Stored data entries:

::::

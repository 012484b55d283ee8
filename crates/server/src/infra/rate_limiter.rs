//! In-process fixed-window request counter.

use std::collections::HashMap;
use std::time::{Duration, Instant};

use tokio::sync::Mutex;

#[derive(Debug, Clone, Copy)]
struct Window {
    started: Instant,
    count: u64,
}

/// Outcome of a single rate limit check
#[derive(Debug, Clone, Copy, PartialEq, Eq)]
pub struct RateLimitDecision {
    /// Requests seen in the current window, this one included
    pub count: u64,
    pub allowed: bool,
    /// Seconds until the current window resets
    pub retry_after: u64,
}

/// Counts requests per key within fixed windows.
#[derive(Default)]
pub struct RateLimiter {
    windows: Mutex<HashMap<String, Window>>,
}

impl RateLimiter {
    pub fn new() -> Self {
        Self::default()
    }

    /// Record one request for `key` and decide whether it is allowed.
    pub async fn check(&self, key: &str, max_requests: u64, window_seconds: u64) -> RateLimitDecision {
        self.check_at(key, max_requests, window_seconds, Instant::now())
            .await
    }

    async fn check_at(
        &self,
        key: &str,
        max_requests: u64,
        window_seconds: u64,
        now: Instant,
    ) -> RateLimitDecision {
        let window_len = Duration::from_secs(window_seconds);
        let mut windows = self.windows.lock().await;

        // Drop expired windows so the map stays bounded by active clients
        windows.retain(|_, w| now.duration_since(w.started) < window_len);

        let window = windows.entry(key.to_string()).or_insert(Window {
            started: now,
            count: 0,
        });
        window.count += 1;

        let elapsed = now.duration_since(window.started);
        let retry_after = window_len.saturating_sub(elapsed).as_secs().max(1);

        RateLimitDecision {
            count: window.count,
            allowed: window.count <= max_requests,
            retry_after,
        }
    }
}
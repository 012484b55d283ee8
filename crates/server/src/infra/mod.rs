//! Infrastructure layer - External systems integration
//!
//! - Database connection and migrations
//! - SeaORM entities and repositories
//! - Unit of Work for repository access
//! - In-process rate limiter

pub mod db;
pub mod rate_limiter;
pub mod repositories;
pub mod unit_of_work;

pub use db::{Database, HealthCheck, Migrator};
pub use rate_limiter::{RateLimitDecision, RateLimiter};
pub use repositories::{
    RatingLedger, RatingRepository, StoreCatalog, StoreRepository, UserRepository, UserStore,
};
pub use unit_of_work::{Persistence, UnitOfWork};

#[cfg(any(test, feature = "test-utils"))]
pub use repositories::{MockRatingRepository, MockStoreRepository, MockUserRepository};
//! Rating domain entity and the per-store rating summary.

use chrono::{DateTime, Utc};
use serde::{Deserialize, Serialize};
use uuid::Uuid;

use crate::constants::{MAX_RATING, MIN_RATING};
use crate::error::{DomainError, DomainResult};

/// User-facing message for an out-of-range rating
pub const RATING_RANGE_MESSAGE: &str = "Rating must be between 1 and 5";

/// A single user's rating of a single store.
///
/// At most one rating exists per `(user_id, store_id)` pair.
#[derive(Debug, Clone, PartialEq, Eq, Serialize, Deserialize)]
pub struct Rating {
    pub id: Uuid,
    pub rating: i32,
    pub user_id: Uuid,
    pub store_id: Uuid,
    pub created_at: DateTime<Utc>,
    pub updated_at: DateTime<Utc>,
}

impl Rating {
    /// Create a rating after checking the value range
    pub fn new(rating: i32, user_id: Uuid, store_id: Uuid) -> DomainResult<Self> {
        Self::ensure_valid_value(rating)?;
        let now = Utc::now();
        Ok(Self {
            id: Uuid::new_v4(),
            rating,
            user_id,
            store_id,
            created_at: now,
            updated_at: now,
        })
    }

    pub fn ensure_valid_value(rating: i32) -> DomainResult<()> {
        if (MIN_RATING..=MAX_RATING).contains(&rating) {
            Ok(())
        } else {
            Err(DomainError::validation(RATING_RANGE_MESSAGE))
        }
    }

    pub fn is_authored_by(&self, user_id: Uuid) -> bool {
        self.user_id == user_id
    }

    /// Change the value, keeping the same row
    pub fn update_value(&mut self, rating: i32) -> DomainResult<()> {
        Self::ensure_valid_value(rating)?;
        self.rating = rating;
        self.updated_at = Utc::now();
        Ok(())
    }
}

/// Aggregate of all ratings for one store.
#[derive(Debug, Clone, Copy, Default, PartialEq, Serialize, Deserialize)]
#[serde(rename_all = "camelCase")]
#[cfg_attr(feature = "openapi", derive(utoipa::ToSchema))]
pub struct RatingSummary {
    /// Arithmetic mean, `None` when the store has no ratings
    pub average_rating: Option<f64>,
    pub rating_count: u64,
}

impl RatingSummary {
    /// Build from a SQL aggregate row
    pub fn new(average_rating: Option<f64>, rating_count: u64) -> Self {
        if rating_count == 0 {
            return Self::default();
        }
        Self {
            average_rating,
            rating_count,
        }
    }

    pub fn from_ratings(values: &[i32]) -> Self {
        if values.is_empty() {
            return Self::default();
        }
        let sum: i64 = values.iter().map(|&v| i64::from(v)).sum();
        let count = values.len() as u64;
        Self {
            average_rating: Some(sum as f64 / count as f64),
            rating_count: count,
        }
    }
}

::::

#### Directions
Transcribe the records above exactly, keeping every line.

#### Answer to the exercise
repository 012484b55d283ee8
filename crates/server/src/infra/rate_limiter.rs
//! In-process fixed-window request counter.

use std::collections::HashMap;
use std::time::{Duration, Instant};

use tokio::sync::Mutex;

#[derive(Debug, Clone, Copy)]
struct Window {
    started: Instant,
    count: u64,
}

/// Outcome of a single rate limit check
#[derive(Debug, Clone, Copy, PartialEq, Eq)]
pub struct RateLimitDecision {
    /// Requests seen in the current window, this one included
    pub count: u64,
    pub allowed: bool,
    /// Seconds until the current window resets
    pub retry_after: u64,
}

/// Counts requests per key within fixed windows.
#[derive(Default)]
pub struct RateLimiter {
    windows: Mutex<HashMap<String, Window>>,
}

impl RateLimiter {
    pub fn new() -> Self {
        Self::default()
    }

    /// Record one request for `key` and decide whether it is allowed.
    pub async fn check(&self, key: &str, max_requests: u64, window_seconds: u64) -> RateLimitDecision {
        self.check_at(key, max_requests, window_seconds, Instant::now())
            .await
    }

    async fn check_at(
        &self,
        key: &str,
        max_requests: u64,
        window_seconds: u64,
        now: Instant,
    ) -> RateLimitDecision {
        let window_len = Duration::from_secs(window_seconds);
        let mut windows = self.windows.lock().await;

        // Drop expired windows so the map stays bounded by active clients
        windows.retain(|_, w| now.duration_since(w.started) < window_len);

        let window = windows.entry(key.to_string()).or_insert(Window {
            started: now,
            count: 0,
        });
        window.count += 1;

        let elapsed = now.duration_since(window.started);
        let retry_after = window_len.saturating_sub(elapsed).as_secs().max(1);

        RateLimitDecision {
            count: window.count,
            allowed: window.count <= max_requests,
            retry_after,
        }
    }
}
repository 012484b55d283ee8
filename crates/server/src/infra/mod.rs
//! Infrastructure layer - External systems integration
//!
//! - Database connection and migrations
//! - SeaORM entities and repositories
//! - Unit of Work for repository access
//! - In-process rate limiter

pub mod db;
pub mod rate_limiter;
pub mod repositories;
pub mod unit_of_work;

pub use db::{Database, HealthCheck, Migrator};
pub use rate_limiter::{RateLimitDecision, RateLimiter};
pub use repositories::{
    RatingLedger, RatingRepository, StoreCatalog, StoreRepository, UserRepository, UserStore,
};
pub use unit_of_work::{Persistence, UnitOfWork};

#[cfg(any(test, feature = "test-utils"))]
pub use repositories::{MockRatingRepository, MockStoreRepository, MockUserRepository};
//! Rating domain entity and the per-store rating summary.

use chrono::{DateTime, Utc};
use serde::{Deserialize, Serialize};
use uuid::Uuid;

use crate::constants::{MAX_RATING, MIN_RATING};
use crate::error::{DomainError, DomainResult};

/// User-facing message for an out-of-range rating
pub const RATING_RANGE_MESSAGE: &str = "Rating must be between 1 and 5";

/// A single user's rating of a single store.
///
/// At most one rating exists per `(user_id, store_id)` pair.
#[derive(Debug, Clone, PartialEq, Eq, Serialize, Deserialize)]
pub struct Rating {
    pub id: Uuid,
    pub rating: i32,
    pub user_id: Uuid,
    pub store_id: Uuid,
    pub created_at: DateTime<Utc>,
    pub updated_at: DateTime<Utc>,
}

impl Rating {
    /// Create a rating after checking the value range
    pub fn new(rating: i32, user_id: Uuid, store_id: Uuid) -> DomainResult<Self> {
        Self::ensure_valid_value(rating)?;
        let now = Utc::now();
        Ok(Self {
            id: Uuid::new_v4(),
            rating,
            user_id,
            store_id,
            created_at: now,
            updated_at: now,
        })
    }

    pub fn ensure_valid_value(rating: i32) -> DomainResult<()> {
        if (MIN_RATING..=MAX_RATING).contains(&rating) {
            Ok(())
        } else {
            Err(DomainError::validation(RATING_RANGE_MESSAGE))
        }
    }

    pub fn is_authored_by(&self, user_id: Uuid) -> bool {
        self.user_id == user_id
    }

    /// Change the value, keeping the same row
    pub fn update_value(&mut self, rating: i32) -> DomainResult<()> {
        Self::ensure_valid_value(rating)?;
        self.rating = rating;
        self.updated_at = Utc::now();
        Ok(())
    }
}

/// Aggregate of all ratings for one store.
#[derive(Debug, Clone, Copy, Default, PartialEq, Serialize, Deserialize)]
#[serde(rename_all = "camelCase")]
#[cfg_attr(feature = "openapi", derive(utoipa::ToSchema))]
pub struct RatingSummary {
    /// Arithmetic mean, `None` when the store has no ratings
    pub average_rating: Option<f64>,
    pub rating_count: u64,
}

impl RatingSummary {
    /// Build from a SQL aggregate row
    pub fn new(average_rating: Option<f64>, rating_count: u64) -> Self {
        if rating_count == 0 {
            return Self::default();
        }
        Self {
            average_rating,
            rating_count,
        }
    }

    pub fn from_ratings(values: &[i32]) -> Self {
        if values.is_empty() {
            return Self::default();
        }
        let sum: i64 = values.iter().map(|&v| i64::from(v)).sum();
        let count = values.len() as u64;
        Self {
            average_rating: Some(sum as f64 / count as f64),
            rating_count: count,
        }
    }
}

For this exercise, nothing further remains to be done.